Linear Algebra II

November 7, 2014

Lecture 23

Filed under: 2014 Fall — Y.K. Lau @ 3:50 PM

Some remarks to supplement Friday’s lectures:

  • We mentioned that {\begin{pmatrix} 0 & 1\\ 0 & 0\end{pmatrix}} has only 1 eigenvalue {0} and its geometric multiplicity is 1 (strictly less than its algebraic multiplicity 2), so {\begin{pmatrix} 0 & 1\\ 0 & 0\end{pmatrix}} is not diagonalizable.
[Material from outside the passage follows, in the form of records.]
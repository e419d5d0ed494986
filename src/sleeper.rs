//! Abstractions for backoff delays
//!
//! The retry executors never call `tokio::time::sleep` or `thread::sleep`
//! directly; they go through these seams so tests can run without real time.

use async_trait::async_trait;
use std::sync::{Arc, Mutex};
use std::time::Duration;

/// Async sleep abstraction used between retry attempts.
#[async_trait]
pub trait Sleeper: Send + Sync + std::fmt::Debug {
    async fn sleep(&self, duration: Duration);
}

/// Blocking sleep abstraction for the blocking execution shape.
pub trait BlockingSleeper: Send + Sync + std::fmt::Debug {
    fn sleep(&self, duration: Duration);
}

/// Production async sleeper backed by the tokio timer.
#[derive(Debug, Default, Clone, Copy)]
pub struct TokioSleeper;

#[async_trait]
impl Sleeper for TokioSleeper {
    async fn sleep(&self, duration: Duration) {
        tokio::time::sleep(duration).await;
    }
}

/// Production blocking sleeper backed by `std::thread::sleep`.
#[derive(Debug, Default, Clone, Copy)]
pub struct ThreadSleeper;

impl BlockingSleeper for ThreadSleeper {
    fn sleep(&self, duration: Duration) {
        std::thread::sleep(duration);
    }
}

/// Test sleeper that returns immediately.
#[derive(Debug, Default, Clone, Copy)]
pub struct InstantSleeper;

#[async_trait]
impl Sleeper for InstantSleeper {
    async fn sleep(&self, _duration: Duration) {}
}

impl BlockingSleeper for InstantSleeper {
    fn sleep(&self, _duration: Duration) {}
}

/// Test sleeper that records every requested delay without sleeping.
#[derive(Debug, Clone, Default)]
pub struct TrackingSleeper {
    delays: Arc<Mutex<Vec<Duration>>>,
}

impl TrackingSleeper {
    pub fn new() -> Self {
        Self::default()
    }

    /// All recorded delays, in request order.
    pub fn delays(&self) -> Vec<Duration> {
        self.delays.lock().unwrap_or_else(|poisoned| poisoned.into_inner()).clone()
    }

    pub fn clear(&self) {
        self.delays.lock().unwrap_or_else(|poisoned| poisoned.into_inner()).clear();
    }

    fn record(&self, duration: Duration) {
        self.delays.lock().unwrap_or_else(|poisoned| poisoned.into_inner()).push(duration);
    }
}

#[async_trait]
impl Sleeper for TrackingSleeper {
    async fn sleep(&self, duration: Duration) {
        self.record(duration);
    }
}

impl BlockingSleeper for TrackingSleeper {
    fn sleep(&self, duration: Duration) {
        self.record(duration);
    }
}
    Indeed for this simple case, we may check that {\begin{pmatrix} 0 & 1\\ 0 & 0\end{pmatrix}} is not diagonalizable by brute-force, as follows:

    Suppose {P^{-1}\begin{pmatrix} 0 & 1\\ 0 & 0 \end{pmatrix} P=\begin{pmatrix} \lambda & 0 \\ 0 & \mu\end{pmatrix}} for some nonsingular {P}.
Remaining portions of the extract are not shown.